Capturing hearts and minds is a critical part of public speaking and presenting.

Facts, data, research and evidence alone is often insufficient to influence change or action, especially in a presentation. We also need to connect emotionally with our audience.

At Mindful Presenter we believe that Logos is relatively easy to achieve. After all, we just have to state the problem or opportunity, present the evidence we have and appeal to the logic of our audience.

Logic, evidence and reason is not enough

Capturing hearts and minds requires Logos, Pathos and Egos .

There are 4 Universal elements to support these:

– Collective Consciousness

– Social Cohesion

– Emotional Contagion

– Energetic Communication

  1. Capturing hearts and minds through collective consciousness

We are all connected.

Despite enormous division in the world, “We are all connected; To each other, biologically. To the earth, chemically. To the rest of the universe atomically.” Neil DeGrasse Tyson

Émile Durkheim, who is regarded as one of the principal architects of modern social science, refers to the ideas of collective consciousness as beliefs and sentiments common to average members of society, forming a determinate system that has its own life.

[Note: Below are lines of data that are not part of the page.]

//! Fake toolchain fixture shared by the integration tests.
//!
//! Every tool is a `/bin/sh` script and every "program" is a shell script, so
//! the whole pipeline runs on any Unix host. The fake compiler under test
//! copies the source to the assembly path, turning lines starting with
//! `#moon ` into code. The fake reference compiler does the same for `#ref `.
//! Each tool appends its role to `calls.log`.

#![cfg(unix)]
#![allow(dead_code)]

use std::os::unix::fs::PermissionsExt;
use std::path::{Path, PathBuf};
use std::sync::{Mutex, MutexGuard, PoisonError};

use asmdiff::{CorpusConfig, HarnessConfig, TestCase, TestKind, ToolConfig};
use tempfile::TempDir;

/// Serializes tests that write scripts and spawn processes.
///
/// Writing an executable while another thread forks can leak the write
/// descriptor into the child and make the exec fail with ETXTBSY.
pub fn serial_guard() -> MutexGuard<'static, ()> {
    static LOCK: Mutex<()> = Mutex::new(());
    LOCK.lock().unwrap_or_else(PoisonError::into_inner)
}

pub struct Fixture {
    pub dir: TempDir,
    pub tools: ToolConfig,
}

impl Fixture {
    pub fn new() -> Self {
        let dir = tempfile::tempdir().expect("tempdir");
        let root = dir.path();
        for sub in ["bin", "work", "real_tests/C", "real_tests/MiniMoonBit", "real_tests/MiniMoonBitAns"] {
            std::fs::create_dir_all(root.join(sub)).expect("create fixture dir");
        }
        std::fs::write(root.join("real_tests/cruntime.c"), "").expect("runtime");
        std::fs::write(root.join("real_tests/mbtruntime.c"), "").expect("runtime");

        let log = root.join("calls.log");
        let log = log.display();
        let bin = root.join("bin");

        let compiler = write_script(
            &bin.join("moon"),
            &format!(
                r#"echo compile >> "{log}"
while [ $# -gt 0 ]; do
  case "$1" in
    --file) src="$2"; shift 2 ;;
    -o) out="$2"; shift 2 ;;
    *) shift ;;
  esac
done
if grep -q '^#compile-error' "$src"; then echo "type error on line 4" >&2; exit 1; fi
if grep -q '^#compile-warn' "$src"; then echo "warning: unused variable x" >&2; fi
sed 's/^#moon //' "$src" > "$out"
"#
            ),
        );
        let linker = format!(
            r#"echo link >> "{log}"
if grep -q '^#link-error' "$3"; then echo "undefined reference to 'main'" >&2; exit 1; fi
if grep -q '^#link-noexec' "$3"; then cp "$3" "$2"; exit 0; fi
cp "$3" "$2" && chmod +x "$2"
"#
        );
        let riscv_cc = write_script(&bin.join("riscv64-unknown-elf-gcc"), &linker);
        let aarch64_cc = write_script(&bin.join("aarch64-cc"), &linker);
        let reference_cc = write_script(
            &bin.join("clang"),
            &format!(
                r#"echo reference >> "{log}"
if grep -q '^#ref-error' "$3"; then echo "clang: error: unknown type name" >&2; exit 1; fi
sed 's/^#ref //' "$3" > "$2" && chmod +x "$2"
"#
            ),
        );
        let simulator = write_script(
            &bin.join("spike"),
            &format!(
                r#"echo simulate >> "{log}"
exec "$2"
"#
            ),
        );

        let tools = ToolConfig {
            compiler,
            reference_cc,
            riscv_cc,
            aarch64_cc,
            simulator,
            simulator_shim: "pk".to_string(),
            link_flags: vec!["-lm".to_string()],
        };
        Self { dir, tools }
    }

    pub fn root(&self) -> &Path {
        self.dir.path()
    }

    pub fn work_dir(&self) -> PathBuf {
        self.root().join("work")
    }

    pub fn config(&self) -> HarnessConfig {
        HarnessConfig::default()
            .with_root(self.root())
            .with_work_dir("work")
            .with_tools(self.tools.clone())
            .with_corpus(
                TestKind::C,
                CorpusConfig::for_kind(TestKind::C).with_compiler_args(Vec::<String>::new()),
            )
    }

    /// Write a C-kind case whose body is a shell script.
    pub fn c_case(&self, name: &str, body: &str) -> TestCase {
        let path = self.root().join("real_tests/C").join(format!("{name}.c"));
        std::fs::write(&path, format!("#!/bin/sh\n{body}")).expect("write case");
        TestCase::from_path(path, TestKind::C)
    }

    /// Write a MiniMoonBit-kind case, with an answer file when `answer` is given.
    pub fn mbt_case(&self, name: &str, body: &str, answer: Option<&str>) -> TestCase {
        let path = self.root().join("real_tests/MiniMoonBit").join(format!("{name}.mbt"));
        std::fs::write(&path, format!("#!/bin/sh\n{body}")).expect("write case");
        if let Some(answer) = answer {
            let ans = self.root().join("real_tests/MiniMoonBitAns").join(format!("{name}.ans"));
            std::fs::write(ans, answer).expect("write answer");
        }
        TestCase::from_path(path, TestKind::MiniMoonBit)
    }

    /// Tool roles invoked so far, in order.
    pub fn calls(&self) -> Vec<String> {
        std::fs::read_to_string(self.root().join("calls.log"))
            .unwrap_or_default()
            .lines()
            .map(str::to_string)
            .collect()
    }

    pub fn clear_calls(&self) {
        let _ = std::fs::remove_file(self.root().join("calls.log"));
    }

    /// Files left in the work directory.
    pub fn leftovers(&self) -> Vec<String> {
        let mut names: Vec<String> = std::fs::read_dir(self.work_dir())
            .map(|entries| {
                entries
                    .filter_map(Result::ok)
                    .map(|e| e.file_name().to_string_lossy().into_owned())
                    .collect()
            })
            .unwrap_or_default();
        names.sort();
        names
    }
}

fn write_script(path: &Path, body: &str) -> PathBuf {
    std::fs::write(path, format!("#!/bin/sh\n{body}")).expect("write script");
    let mut perms = std::fs::metadata(path).expect("script metadata").permissions();
    perms.set_mode(0o755);
    std::fs::set_permissions(path, perms).expect("chmod script");
    path.to_path_buf()
}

I believe that collective consciousness is our biological need to belong and connect with one another.

From a mindful presenting perspective that means that everyone in our audience has hopes, fears, challenges, beliefs, aspirations and feelings. As presenters, we don’t have access to our audiences consciousness but can make an effort to do so.

That begins by leaving aside the notion that everyone feels the same way about our idea, topic or message.

Tapping into our audiences collective consciousness

Long before you open your laptop to begin building your presentation tap into your audiences collective consciousness by finding out:

– How much they know already

– Any thoughts, opinions or feelings they have on the topic

– If they have any resistance to your idea and why

– What concerns them the most

– Why they could care about what you have to say

– What they have in common on the topic

– Their shared or disparate beliefs

Don’t leave it to chance

Once we have absolute clarity of our message and the purpose of our presentation, our first challenge is to understand how our audience see’s things. That doesn’t happen by assuming that that we know the answers to these important questions.

Take the time to ask your audience before you begin crafting your content.

From an academic and psychological perspective the idea of collective consciousness can be difficult to explain and accept.

For the mindful presenter it’s simply about connecting with the consciousness of our audience on a holistic level.

2. Capturing hearts and minds through social coherence

Every presenter’s goal is to create consensus and unity withi their audience; social coherence.

I like the way it’s described in an article named, Science of the Heart: ‘Social coherence refers to the strength of relationships and the sense of solidarity among members of a community.’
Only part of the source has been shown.